British culture secretary Oliver Dowden has said the government is looking into whether crowds of more than 10,000 will be able to attend matches at this summer’s rescheduled European Championships.
From May 17th stadiums could be permitted to host as many as 10,000 fans, while from June 21st the current plan is for restrictions to be lifted completely. Pilot events will explore how spectators can return safely in large numbers to stadiums.
The rescheduled Euros, which is due to be played across the continent including at Wembley and the Aviva Stadium in Dublin, begins on June 11th. In the last week the Danish government said they plan to have between 11,000 and 12,000 fans at the four matches held in Copenhagen while the Netherlands is also triallaing a return of supporters ahead of the games they will host in Amsterdam.
With regards the four matches to be held in Ireland it is unclear what the plans are and earlier this month Uefa had to deny reports that Dublin, Bilbao and Glasgow were set to be withdrawn from the plans.

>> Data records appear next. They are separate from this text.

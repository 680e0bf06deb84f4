use chrono::{DateTime, Utc};
use serde::Serialize;
use serde_json::Value;
use sqlx::FromRow;
use uuid::Uuid;

/// Company row. `research_data` caches the general (role-independent) slice
/// of AI company research; `last_researched` drives the freshness window.
#[derive(Debug, Clone, FromRow, Serialize)]
pub struct CompanyRow {
    pub id: Uuid,
    pub name: String,
    pub website: Option<String>,
    pub industry: Option<String>,
    pub description: Option<String>,
    pub research_data: Option<Value>,
    pub last_researched: Option<DateTime<Utc>>,
    pub created_at: DateTime<Utc>,
}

Dowden, British secretary of state for digital, culture, media and sport, told Sky Sports News: “For the later matches in the tournament, we’ll be looking at substantially more than [10,000], but that is subject to finding a safe way of doing that. I’m very hopeful and optimistic that we will get many, many more people in for the later stage games.”
Sports facilities such as football and cricket pitches, tennis and basketball courts, outdoor swimming pools and golf courses were among those reopening on Monday across England. Some golf courses opened at a minute past midnight, allowing the action to resume immediately under the cover of darkness. Neon golf balls were used at the Morley Hayes course in Ilkeston, Derbyshire, meaning players were able to tee off seconds after the ban was lifted.
Dowden said on Sky Sports News: “I’m absolutely delighted. After this dreadful long winter of Covid, spring is in the air and grassroots sport is returning. We said when we went into these dreadful restrictions that grassroots sport should be the last in and the first out. Today we’re delivering on that and it’s so essential to everyone’s sense of health and wellbeing.”
Further progress towards planned easing of restrictions will depend on targets being met in terms of the prevalence of coronavirus, meaning further delays are possible.
Dowden added: “This is why it’s important people abide by the rules as we go through each stage of this. The reason why we’ve been able to do what we’re seeing today is because people have by and large stuck to the rules so far. It’s important that at each stage people stick to the rules.”